## Task item
Go through the data below and return each line containing the word "derive".

## Entries supplied
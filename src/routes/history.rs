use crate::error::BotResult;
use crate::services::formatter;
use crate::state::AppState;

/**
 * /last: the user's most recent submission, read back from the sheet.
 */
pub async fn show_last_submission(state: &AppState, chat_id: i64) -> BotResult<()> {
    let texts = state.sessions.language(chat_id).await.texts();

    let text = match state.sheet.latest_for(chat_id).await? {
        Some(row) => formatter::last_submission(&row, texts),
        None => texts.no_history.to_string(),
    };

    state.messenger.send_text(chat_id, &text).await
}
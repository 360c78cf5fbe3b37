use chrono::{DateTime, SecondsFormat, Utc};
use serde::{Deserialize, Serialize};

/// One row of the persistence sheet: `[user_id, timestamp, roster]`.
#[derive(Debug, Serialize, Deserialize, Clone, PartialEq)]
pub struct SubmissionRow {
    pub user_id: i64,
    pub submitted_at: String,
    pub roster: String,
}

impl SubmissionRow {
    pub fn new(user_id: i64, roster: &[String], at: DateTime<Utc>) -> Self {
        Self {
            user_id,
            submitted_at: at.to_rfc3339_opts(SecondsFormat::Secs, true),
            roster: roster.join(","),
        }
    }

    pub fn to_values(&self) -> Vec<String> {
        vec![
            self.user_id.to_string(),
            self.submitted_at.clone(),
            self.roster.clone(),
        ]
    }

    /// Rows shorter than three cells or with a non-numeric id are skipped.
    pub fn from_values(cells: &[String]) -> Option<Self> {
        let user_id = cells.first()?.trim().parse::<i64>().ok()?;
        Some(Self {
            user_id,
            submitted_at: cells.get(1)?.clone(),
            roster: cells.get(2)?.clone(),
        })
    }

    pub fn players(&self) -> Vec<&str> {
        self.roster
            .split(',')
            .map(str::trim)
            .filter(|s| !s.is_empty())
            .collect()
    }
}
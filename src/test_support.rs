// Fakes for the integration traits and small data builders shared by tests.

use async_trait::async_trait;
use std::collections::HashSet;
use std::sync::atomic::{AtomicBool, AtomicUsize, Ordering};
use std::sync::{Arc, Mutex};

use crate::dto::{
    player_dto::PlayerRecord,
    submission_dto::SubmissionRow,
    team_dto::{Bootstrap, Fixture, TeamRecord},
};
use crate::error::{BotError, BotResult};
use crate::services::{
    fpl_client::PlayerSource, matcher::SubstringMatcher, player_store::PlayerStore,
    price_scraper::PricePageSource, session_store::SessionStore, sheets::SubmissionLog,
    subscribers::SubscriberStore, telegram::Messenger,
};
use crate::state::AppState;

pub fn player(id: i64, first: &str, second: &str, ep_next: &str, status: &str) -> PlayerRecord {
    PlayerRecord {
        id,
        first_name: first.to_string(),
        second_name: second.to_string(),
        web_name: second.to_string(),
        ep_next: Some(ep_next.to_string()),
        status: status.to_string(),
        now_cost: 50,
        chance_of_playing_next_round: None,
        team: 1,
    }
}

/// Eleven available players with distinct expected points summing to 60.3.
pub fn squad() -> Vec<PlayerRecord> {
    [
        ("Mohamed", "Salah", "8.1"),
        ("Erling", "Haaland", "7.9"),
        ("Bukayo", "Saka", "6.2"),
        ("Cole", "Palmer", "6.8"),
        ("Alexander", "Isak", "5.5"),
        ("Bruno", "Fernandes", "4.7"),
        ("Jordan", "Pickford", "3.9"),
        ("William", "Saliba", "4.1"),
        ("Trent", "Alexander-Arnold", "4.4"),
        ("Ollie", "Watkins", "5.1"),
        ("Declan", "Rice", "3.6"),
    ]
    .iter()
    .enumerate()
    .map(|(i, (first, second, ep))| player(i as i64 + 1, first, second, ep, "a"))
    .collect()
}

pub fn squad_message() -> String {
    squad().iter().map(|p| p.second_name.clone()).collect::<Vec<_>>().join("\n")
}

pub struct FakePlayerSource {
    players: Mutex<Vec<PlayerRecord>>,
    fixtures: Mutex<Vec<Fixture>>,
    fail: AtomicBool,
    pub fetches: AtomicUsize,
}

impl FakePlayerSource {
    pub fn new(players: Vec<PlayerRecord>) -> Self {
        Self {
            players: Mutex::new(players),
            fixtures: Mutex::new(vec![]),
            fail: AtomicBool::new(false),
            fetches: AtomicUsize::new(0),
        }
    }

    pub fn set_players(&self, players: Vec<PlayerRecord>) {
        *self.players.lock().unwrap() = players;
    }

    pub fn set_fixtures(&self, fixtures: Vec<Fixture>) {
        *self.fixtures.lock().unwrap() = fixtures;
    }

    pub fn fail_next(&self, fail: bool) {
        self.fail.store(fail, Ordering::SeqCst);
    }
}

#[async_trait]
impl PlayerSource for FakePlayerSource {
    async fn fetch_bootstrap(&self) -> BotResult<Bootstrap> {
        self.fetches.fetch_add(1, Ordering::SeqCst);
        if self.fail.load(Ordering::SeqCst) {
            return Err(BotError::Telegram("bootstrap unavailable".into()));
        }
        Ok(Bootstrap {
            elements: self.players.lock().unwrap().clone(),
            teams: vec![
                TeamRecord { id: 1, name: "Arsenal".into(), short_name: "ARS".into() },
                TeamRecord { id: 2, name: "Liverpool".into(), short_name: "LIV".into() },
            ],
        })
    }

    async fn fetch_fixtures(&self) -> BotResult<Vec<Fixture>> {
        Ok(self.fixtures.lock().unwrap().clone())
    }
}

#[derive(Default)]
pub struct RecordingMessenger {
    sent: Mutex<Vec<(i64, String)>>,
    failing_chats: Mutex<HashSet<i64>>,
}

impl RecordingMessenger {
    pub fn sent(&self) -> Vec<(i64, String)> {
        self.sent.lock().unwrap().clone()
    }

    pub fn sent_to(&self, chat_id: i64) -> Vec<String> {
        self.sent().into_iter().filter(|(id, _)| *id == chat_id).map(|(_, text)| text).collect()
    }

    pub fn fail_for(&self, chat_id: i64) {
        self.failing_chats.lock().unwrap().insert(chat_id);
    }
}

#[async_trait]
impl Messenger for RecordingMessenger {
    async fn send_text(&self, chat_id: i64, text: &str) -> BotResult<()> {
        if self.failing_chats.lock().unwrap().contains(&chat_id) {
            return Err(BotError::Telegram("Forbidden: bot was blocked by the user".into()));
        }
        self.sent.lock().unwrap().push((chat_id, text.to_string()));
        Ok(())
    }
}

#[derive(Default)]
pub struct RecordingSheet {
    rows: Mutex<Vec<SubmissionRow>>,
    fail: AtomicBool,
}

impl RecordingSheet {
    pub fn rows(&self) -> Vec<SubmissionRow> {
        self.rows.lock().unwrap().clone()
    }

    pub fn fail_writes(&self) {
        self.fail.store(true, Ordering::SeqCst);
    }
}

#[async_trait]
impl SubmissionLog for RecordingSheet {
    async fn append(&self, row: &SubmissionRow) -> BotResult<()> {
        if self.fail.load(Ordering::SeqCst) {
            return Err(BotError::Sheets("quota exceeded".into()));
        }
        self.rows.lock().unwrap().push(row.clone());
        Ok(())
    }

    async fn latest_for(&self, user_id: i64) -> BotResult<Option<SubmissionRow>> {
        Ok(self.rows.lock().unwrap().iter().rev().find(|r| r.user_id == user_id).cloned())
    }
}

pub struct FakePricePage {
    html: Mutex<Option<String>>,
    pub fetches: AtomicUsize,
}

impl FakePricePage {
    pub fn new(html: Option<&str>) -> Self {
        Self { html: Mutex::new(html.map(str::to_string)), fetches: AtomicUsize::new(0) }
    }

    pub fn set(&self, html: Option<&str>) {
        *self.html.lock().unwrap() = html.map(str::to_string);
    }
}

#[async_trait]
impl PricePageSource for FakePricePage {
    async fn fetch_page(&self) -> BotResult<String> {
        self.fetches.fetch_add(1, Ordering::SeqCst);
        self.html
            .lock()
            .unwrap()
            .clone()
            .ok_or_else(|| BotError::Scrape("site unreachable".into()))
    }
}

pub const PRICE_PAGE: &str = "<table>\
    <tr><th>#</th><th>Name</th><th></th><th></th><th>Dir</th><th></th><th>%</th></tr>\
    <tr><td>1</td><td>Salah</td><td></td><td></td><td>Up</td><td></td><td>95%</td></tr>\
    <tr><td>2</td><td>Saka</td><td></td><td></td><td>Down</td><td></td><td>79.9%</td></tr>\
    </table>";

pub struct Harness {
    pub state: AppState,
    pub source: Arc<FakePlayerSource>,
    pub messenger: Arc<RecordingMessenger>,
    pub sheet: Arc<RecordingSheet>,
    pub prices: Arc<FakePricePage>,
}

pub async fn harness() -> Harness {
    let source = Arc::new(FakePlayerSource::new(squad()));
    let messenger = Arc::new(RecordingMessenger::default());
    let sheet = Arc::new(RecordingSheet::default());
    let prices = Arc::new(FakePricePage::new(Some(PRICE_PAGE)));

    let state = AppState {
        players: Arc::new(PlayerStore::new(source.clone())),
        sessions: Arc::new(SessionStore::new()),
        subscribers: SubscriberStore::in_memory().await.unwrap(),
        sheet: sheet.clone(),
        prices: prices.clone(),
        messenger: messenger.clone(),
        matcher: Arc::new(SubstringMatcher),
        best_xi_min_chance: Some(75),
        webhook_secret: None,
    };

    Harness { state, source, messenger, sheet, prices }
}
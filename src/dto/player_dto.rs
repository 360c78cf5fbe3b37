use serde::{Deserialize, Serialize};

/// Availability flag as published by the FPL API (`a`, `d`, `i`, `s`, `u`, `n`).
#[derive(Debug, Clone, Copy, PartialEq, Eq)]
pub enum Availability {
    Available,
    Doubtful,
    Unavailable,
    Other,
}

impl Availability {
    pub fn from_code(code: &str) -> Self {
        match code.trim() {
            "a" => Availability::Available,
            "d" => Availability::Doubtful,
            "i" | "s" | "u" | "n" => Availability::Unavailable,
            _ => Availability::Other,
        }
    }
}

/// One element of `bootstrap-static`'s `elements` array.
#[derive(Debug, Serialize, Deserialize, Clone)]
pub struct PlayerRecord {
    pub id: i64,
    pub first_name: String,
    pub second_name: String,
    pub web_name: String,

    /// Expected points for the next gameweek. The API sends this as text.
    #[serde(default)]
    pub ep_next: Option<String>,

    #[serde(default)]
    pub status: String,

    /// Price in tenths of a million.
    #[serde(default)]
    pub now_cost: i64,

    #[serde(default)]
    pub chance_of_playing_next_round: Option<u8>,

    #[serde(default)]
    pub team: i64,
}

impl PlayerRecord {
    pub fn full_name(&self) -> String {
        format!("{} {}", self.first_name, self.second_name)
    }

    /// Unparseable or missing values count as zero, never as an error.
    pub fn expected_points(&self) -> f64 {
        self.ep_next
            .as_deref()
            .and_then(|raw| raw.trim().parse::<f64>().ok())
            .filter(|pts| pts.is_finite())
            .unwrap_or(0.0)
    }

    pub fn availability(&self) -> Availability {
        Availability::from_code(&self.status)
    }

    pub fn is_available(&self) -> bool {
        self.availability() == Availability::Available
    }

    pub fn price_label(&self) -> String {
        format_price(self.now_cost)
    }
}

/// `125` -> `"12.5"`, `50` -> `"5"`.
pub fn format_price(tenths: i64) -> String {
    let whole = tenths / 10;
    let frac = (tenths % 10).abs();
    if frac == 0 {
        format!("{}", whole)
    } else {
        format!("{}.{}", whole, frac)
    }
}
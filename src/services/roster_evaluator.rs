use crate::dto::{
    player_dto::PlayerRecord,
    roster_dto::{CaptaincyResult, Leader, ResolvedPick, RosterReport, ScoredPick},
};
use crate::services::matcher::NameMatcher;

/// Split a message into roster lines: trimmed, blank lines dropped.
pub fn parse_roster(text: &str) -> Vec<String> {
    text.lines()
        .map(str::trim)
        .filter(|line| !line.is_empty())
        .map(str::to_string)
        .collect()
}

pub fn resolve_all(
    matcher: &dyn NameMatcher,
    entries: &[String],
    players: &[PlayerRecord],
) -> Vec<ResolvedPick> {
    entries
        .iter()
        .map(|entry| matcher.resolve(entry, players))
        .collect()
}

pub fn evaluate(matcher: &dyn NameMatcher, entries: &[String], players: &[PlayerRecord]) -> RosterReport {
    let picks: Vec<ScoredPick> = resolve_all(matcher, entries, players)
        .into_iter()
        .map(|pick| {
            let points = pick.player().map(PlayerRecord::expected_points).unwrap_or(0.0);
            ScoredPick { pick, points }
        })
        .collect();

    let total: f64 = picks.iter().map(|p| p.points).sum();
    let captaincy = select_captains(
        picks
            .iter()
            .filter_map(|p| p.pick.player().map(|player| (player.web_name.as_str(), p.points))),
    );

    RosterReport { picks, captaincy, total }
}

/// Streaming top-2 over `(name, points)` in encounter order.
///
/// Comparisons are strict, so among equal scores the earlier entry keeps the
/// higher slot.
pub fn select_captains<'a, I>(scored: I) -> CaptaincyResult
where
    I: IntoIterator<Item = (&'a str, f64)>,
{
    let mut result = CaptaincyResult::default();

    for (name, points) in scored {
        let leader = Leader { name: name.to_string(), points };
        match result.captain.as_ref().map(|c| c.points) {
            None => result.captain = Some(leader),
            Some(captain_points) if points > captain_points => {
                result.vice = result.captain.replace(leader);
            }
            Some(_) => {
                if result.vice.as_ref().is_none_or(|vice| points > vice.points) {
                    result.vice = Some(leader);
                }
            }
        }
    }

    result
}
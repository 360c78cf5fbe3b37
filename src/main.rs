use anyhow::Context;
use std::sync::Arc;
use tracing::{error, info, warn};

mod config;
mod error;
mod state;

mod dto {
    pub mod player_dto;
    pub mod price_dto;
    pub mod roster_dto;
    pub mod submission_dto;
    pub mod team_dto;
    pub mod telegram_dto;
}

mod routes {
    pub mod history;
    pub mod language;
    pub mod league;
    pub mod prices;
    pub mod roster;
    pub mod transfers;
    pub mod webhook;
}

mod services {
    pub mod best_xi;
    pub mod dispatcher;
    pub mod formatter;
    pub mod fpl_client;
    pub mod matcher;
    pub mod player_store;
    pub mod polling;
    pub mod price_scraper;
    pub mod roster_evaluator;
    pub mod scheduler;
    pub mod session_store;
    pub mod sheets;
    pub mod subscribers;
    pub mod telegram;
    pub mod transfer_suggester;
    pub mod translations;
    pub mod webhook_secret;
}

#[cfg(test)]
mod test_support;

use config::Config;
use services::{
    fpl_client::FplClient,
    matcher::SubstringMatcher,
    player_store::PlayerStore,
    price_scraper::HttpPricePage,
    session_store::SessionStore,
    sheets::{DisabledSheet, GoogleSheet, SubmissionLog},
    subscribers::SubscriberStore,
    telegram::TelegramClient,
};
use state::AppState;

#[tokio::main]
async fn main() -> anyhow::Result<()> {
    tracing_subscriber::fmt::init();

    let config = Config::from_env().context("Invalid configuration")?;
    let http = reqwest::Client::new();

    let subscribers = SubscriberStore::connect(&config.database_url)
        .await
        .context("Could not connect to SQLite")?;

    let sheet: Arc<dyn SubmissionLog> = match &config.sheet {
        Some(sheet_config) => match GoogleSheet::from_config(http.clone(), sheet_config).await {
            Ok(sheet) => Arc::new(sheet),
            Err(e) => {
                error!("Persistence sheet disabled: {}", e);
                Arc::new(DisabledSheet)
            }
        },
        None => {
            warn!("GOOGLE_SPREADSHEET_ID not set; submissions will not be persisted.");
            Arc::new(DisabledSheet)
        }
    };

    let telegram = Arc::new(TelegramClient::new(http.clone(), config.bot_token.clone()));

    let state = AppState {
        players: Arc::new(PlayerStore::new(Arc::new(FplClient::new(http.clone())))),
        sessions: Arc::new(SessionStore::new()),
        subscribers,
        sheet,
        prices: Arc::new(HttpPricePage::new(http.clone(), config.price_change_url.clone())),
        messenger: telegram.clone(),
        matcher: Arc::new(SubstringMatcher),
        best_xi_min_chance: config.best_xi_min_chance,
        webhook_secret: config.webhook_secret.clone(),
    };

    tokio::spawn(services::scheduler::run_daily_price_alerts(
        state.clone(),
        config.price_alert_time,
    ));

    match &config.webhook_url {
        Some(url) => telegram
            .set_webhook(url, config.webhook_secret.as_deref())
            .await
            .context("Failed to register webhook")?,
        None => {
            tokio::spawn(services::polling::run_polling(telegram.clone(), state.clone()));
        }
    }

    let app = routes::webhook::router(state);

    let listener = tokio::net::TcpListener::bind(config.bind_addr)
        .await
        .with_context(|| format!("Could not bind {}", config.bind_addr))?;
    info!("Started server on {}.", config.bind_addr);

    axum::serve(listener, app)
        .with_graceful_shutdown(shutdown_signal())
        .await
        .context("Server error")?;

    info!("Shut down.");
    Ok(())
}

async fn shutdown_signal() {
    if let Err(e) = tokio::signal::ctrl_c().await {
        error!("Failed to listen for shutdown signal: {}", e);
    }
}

## Task result
#[derive(Debug, Serialize, Deserialize, Clone, PartialEq)]
#[derive(Default)]
#[derive(Default)]
#[derive(Debug, Clone, Copy, PartialEq, Eq)]
#[derive(Debug, Serialize, Deserialize, Clone)]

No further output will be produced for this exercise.